MATERIAL PROVIDED: Begin
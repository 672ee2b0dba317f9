//! Error types for the driver
//!
//! This module defines error types for configuration building ([`BuilderError`])
//! and display operations ([`Error`]).
//!
//! ## Error Types
//!
//! - [`BuilderError`] - Errors during configuration construction
//! - [`Error`] - Runtime errors during display operations
//! - [`InterfaceError`](crate::interface::InterfaceError) - Low-level hardware communication errors
//!
//! ## Example
//!
//! ```
//! use epd5in65f::{Builder, BuilderError};
//!
//! let result = Builder::new().busy_poll_interval_ms(0).build();
//! assert!(matches!(result, Err(BuilderError::ZeroPollInterval)));
//!
//! let result = Builder::new().busy_timeout_ms(Some(0)).build();
//! assert!(matches!(result, Err(BuilderError::ZeroTimeout)));
//! ```

use embedded_hal::digital::PinState;

use crate::interface::DisplayInterface;

/// Errors that can occur when interacting with the display
///
/// Generic over the interface type to preserve the specific error type.
pub enum Error<I: DisplayInterface> {
    /// Interface error (SPI/GPIO)
    Interface(I::Error),
    /// BUSY did not reach `level` within the configured budget
    ///
    /// Only returned when [`Builder::busy_timeout_ms`](crate::config::Builder::busy_timeout_ms)
    /// is set. Without it the driver keeps polling.
    BusyTimeout {
        /// Level the driver was waiting for
        level: PinState,
        /// Time spent polling, in milliseconds
        waited_ms: u32,
    },
}

// Requires only `I::Error: Debug`.
impl<I: DisplayInterface> core::fmt::Debug for Error<I> {
    fn fmt(&self, f: &mut core::fmt::Formatter<'_>) -> core::fmt::Result {
        match self {
            Error::Interface(e) => f.debug_tuple("Interface").field(e).finish(),
            Error::BusyTimeout { level, waited_ms } => f
                .debug_struct("BusyTimeout")
                .field("level", level)
                .field("waited_ms", waited_ms)
                .finish(),
        }
    }
}

impl<I: DisplayInterface> core::fmt::Display for Error<I> {
    fn fmt(&self, f: &mut core::fmt::Formatter<'_>) -> core::fmt::Result {
        match self {
            Error::Interface(e) => write!(f, "Interface error: {e:?}"),
            Error::BusyTimeout { level, waited_ms } => {
                let level = match level {
                    PinState::High => "high",
                    PinState::Low => "low",
                };
                write!(f, "BUSY not {level} after {waited_ms} ms")
            }
        }
    }
}

impl<I: DisplayInterface> core::error::Error for Error<I> {}

/// Errors that can occur when building configuration
#[derive(Debug, PartialEq, Eq)]
pub enum BuilderError {
    /// Busy poll interval was zero
    ZeroPollInterval,
    /// Busy timeout was `Some(0)`; use `None` to wait forever
    ZeroTimeout,
}

impl core::fmt::Display for BuilderError {
    fn fmt(&self, f: &mut core::fmt::Formatter<'_>) -> core::fmt::Result {
        match self {
            BuilderError::ZeroPollInterval => write!(f, "Busy poll interval must be at least 1 ms"),
            BuilderError::ZeroTimeout => {
                write!(f, "Busy timeout must be at least 1 ms (use None to disable)")
            }
        }
    }
}

impl core::error::Error for BuilderError {}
MATERIAL PROVIDED: End
* YOUR OBJECTIVE: Check each line of the data above for the word "matches" and state how many lines contain it, with no other text.

* RESPONSE BELOW: 2